Full disclosure, I love Christmas. I am extremely lucky still to have both parents functioning, a husband and a grown up son, as well as current inlaws and ex-inlaws whom I love. I have just about enough money to buy presents and food, and a nice warm house (ours or my mum and dad’s) to celebrate in.
As far as festive times go, I’ve hit the jackpot and snowflakes and tangerines are showering from the slot. I’m not saying this to boast, however. I know very well that life turns on a sixpence, and I’m a naturally gloomy person. Every year I think ‘made it again’, with an inner sigh of relief. And every year, I look at the deluge of Christmas adverts and ‘gift lists’ and despite everything, I still feel somehow inadequate.
Christmas is a time for selling, where once it was a time for worship. We used to trudge off to church to sing carols and be thankful, now we trudge off to Boots to try and tick three random things off the present list, and come out thinking, ‘that won’t be enough, I’ll have to get them some chocolates as well.’
I know people who have ‘present drawers’ which they spend all year building up, just in case a passing neighbour brings a tin of Roses on Christmas Eve and they immediately need to reciprocate with a Yankee Candle that smells of laundry. There’s no matching of gift and recipient, it’s just a tit for tat exchange to avoid social embarrassment.
Lack of festive Victorian crowds in top hats, waving mistletoe, is an indication of poor social worth
I also know people who worry that their Christmas isn’t good enough and that their lack of festive Victorian crowds in top hats, waving mistletoe, is an indication of their poor social worth. It’s hardly surprising when every year, magazines feature headlines like: ‘I’m spending Christmas alone!’ with a photo of a bravely smiling woman whose children are in Australia and whose friends are busy. Spending one single day alone is presented as such an anomaly, it’s worthy of an entire page. And you notice it’s never men. They’re allowed to be alone, only women are somehow considered outliers or defective if they’ve somehow failed to be surrounded by family.
Alongside the disingenuous stigmatising of a solo Christmas are the images of great feasts, tables piled high with turkey, crackers, mince pies, cake, potatoes, jugs of mulled wine and bottles of champagne … as if anyone would or could eat or drink it all at the same time, like a festive Very Hungry Caterpillar, relentlessly chomping through marzipan and goose leg, truffles and king prawns.
There’s always a crowd, grabbing and laughing, swigging and singing, in a Diverse Britain simulacrum of a medieval alehouse print, with a cheeky grandad and an adorable mixed-heritage child. They couldn’t possibly be having more fun, in these stock images or budget supermarket ads. Nobody has ever unwrapped presents so gleefully, from a pile of shining, bow-tied gifts under a great, benign, frost-tipped tree laden with jewels and baubles and lights. When they’re watching TV together, these people, nobody is ever on their phone, scrolling through the early sales to avoid having to engage with their narcissistic mother or depressed brother. Nobody is in their childhood bedroom watching Mindhunter on Netflix to avoid the celebrity nonsense they’re all slumped in front of in the living room. Nobody is ever counting the hours till they can go home and stop feeling like a 14 year old trapped forever in their unhappy youth like a fly in amber, in a room that’s too hot and full of crumbs and irritation.

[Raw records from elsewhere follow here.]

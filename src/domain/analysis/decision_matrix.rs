//! Decision Matrix - Alternatives x criteria table of raw scores.

use serde::{Deserialize, Serialize};

use crate::domain::foundation::TopsisError;

/// Rectangular table of numeric criterion values, one row per alternative.
///
/// Row labels and criterion names are carried for reporting only; the
/// computation reads `rows` exclusively.
#[derive(Debug, Clone, PartialEq, Serialize, Deserialize)]
pub struct DecisionMatrix {
    labels: Vec<String>,
    criteria: Vec<String>,
    rows: Vec<Vec<f64>>,
}

impl DecisionMatrix {
    /// Creates a builder for constructing a decision matrix.
    pub fn builder() -> DecisionMatrixBuilder {
        DecisionMatrixBuilder::new()
    }

    /// Builds a matrix from bare rows, labelling alternatives `A1..An`
    /// and criteria `C1..Cm`.
    pub fn from_rows(rows: Vec<Vec<f64>>) -> Result<Self, TopsisError> {
        let width = rows.first().map(Vec::len).unwrap_or(0);
        let labels = (1..=rows.len()).map(|i| format!("A{}", i)).collect();
        let criteria = (1..=width).map(|j| format!("C{}", j)).collect();

        Self::builder()
            .labels(labels)
            .criteria(criteria)
            .rows(rows)
            .build()
    }

    /// Returns the number of alternatives (rows).
    pub fn alternative_count(&self) -> usize {
        self.rows.len()
    }

    /// Returns the number of criteria (columns).
    pub fn criterion_count(&self) -> usize {
        self.criteria.len()
    }

    /// Gets the raw value for alternative `row` on criterion `column`.
    pub fn value(&self, row: usize, column: usize) -> Option<f64> {
        self.rows.get(row).and_then(|r| r.get(column)).copied()
    }

    /// Returns a copy of one criterion column.
    pub fn column(&self, column: usize) -> Vec<f64> {
        self.rows.iter().map(|r| r[column]).collect()
    }

    pub fn rows(&self) -> &[Vec<f64>] {
        &self.rows
    }

    pub fn labels(&self) -> &[String] {
        &self.labels
    }

    pub fn criteria(&self) -> &[String] {
        &self.criteria
    }
}

/// Builder for constructing DecisionMatrix instances.
#[derive(Debug, Default)]
pub struct DecisionMatrixBuilder {
    labels: Vec<String>,
    criteria: Vec<String>,
    rows: Vec<Vec<f64>>,
}

impl DecisionMatrixBuilder {
    /// Creates a new builder.
    pub fn new() -> Self {
        Self::default()
    }

    /// Sets the alternative labels.
    pub fn labels(mut self, labels: Vec<impl Into<String>>) -> Self {
        self.labels = labels.into_iter().map(|s| s.into()).collect();
        self
    }

    /// Sets the criterion names.
    pub fn criteria(mut self, criteria: Vec<impl Into<String>>) -> Self {
        self.criteria = criteria.into_iter().map(|s| s.into()).collect();
        self
    }

    /// Adds one alternative with its values.
    pub fn row(mut self, label: impl Into<String>, values: Vec<f64>) -> Self {
        self.labels.push(label.into());
        self.rows.push(values);
        self
    }

    /// Replaces all rows.
    pub fn rows(mut self, rows: Vec<Vec<f64>>) -> Self {
        self.rows = rows;
        self
    }

    /// Validates and builds the decision matrix.
    ///
    /// # Errors
    /// - `ShapeError` if there are no rows, no criteria, a row of the wrong
    ///   width, or a label count that differs from the row count
    /// - `ParseError` if any value is NaN or infinite
    pub fn build(self) -> Result<DecisionMatrix, TopsisError> {
        if self.rows.is_empty() {
            return Err(TopsisError::shape(
                "The decision matrix must contain at least one alternative.",
            ));
        }
        if self.criteria.is_empty() {
            return Err(TopsisError::shape(
                "The decision matrix must contain at least one criterion column.",
            ));
        }
        if self.labels.len() != self.rows.len() {
            return Err(TopsisError::shape(format!(
                "Expected {} alternative labels, got {}.",
                self.rows.len(),
                self.labels.len()
            )));
        }

        let width = self.criteria.len();
        for (label, row) in self.labels.iter().zip(&self.rows) {
            if row.len() != width {
                return Err(TopsisError::shape(format!(
                    "Alternative '{}' has {} values but there are {} criteria.",
                    label,
                    row.len(),
                    width
                )));
            }
            if let Some(j) = row.iter().position(|v| !v.is_finite()) {
                return Err(TopsisError::parse(format!(
                    "Alternative '{}' has a non-finite value for '{}'.",
                    label, self.criteria[j]
                )));
            }
        }

        Ok(DecisionMatrix {
            labels: self.labels,
            criteria: self.criteria,
            rows: self.rows,
        })
    }
}
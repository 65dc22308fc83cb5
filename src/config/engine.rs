//! Ranking engine configuration

use serde::Deserialize;

use crate::domain::analysis::{EngineOptions, RankMethod, ZeroDistancePolicy};

/// Engine policy configuration
#[derive(Debug, Clone, Deserialize, Default, PartialEq, Eq)]
pub struct EngineConfig {
    /// Handling of rows sitting on both ideal points (`neutral` or `reject`)
    #[serde(default)]
    pub zero_distance: ZeroDistancePolicy,

    /// Tie handling when ranking (`max` or `min`)
    #[serde(default)]
    pub rank_method: RankMethod,
}

impl EngineConfig {
    /// Get the options passed to the engine
    pub fn options(&self) -> EngineOptions {
        EngineOptions {
            zero_distance: self.zero_distance,
            rank_method: self.rank_method,
        }
    }
}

From November onwards, too, the media is full of gift guides and recipes and Christmas Countdowns for Your Best Big Day Ever. I’ve written them myself, cobbling press releases into grids of ‘tech gifts for under 18s’ and ‘foodie must-haves for the cook in your life.’
As a part time recipe writer, I’ve wracked my brains for ‘a twist on a Christmas classic’ side dishes - why not add wild mushrooms to your sprouts? Or marjoram to your carrots, meaning everyone who reads it will spend December 23rd traipsing from store to store searching hopelessly for bloody marjoram (Try Waitrose, the queue’s only nine miles long).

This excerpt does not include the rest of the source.